What you are asked to do: Where does the word "Debug" show up in the records? Copy every line that holds it.

Source records:
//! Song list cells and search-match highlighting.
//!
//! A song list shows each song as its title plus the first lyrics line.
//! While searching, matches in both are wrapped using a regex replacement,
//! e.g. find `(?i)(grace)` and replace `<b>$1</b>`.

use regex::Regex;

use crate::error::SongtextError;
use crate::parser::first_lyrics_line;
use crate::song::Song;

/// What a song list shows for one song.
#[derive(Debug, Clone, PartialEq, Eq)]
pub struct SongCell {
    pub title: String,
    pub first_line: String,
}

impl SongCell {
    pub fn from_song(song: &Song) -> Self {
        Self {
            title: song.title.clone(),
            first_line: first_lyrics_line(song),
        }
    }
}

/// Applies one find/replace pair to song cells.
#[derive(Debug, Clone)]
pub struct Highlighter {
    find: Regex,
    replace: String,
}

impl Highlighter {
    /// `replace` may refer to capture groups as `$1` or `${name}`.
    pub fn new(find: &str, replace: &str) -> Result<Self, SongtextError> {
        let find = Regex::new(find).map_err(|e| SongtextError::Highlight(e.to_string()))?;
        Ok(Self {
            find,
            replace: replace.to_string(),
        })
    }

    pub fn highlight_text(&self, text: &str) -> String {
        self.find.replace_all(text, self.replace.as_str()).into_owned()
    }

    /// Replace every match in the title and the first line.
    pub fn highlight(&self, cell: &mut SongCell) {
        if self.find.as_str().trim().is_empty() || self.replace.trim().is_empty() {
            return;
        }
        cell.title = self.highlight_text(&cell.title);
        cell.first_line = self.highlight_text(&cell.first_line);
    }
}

Task result:
#[derive(Debug, Clone, PartialEq, Eq)]
#[derive(Debug, Clone)]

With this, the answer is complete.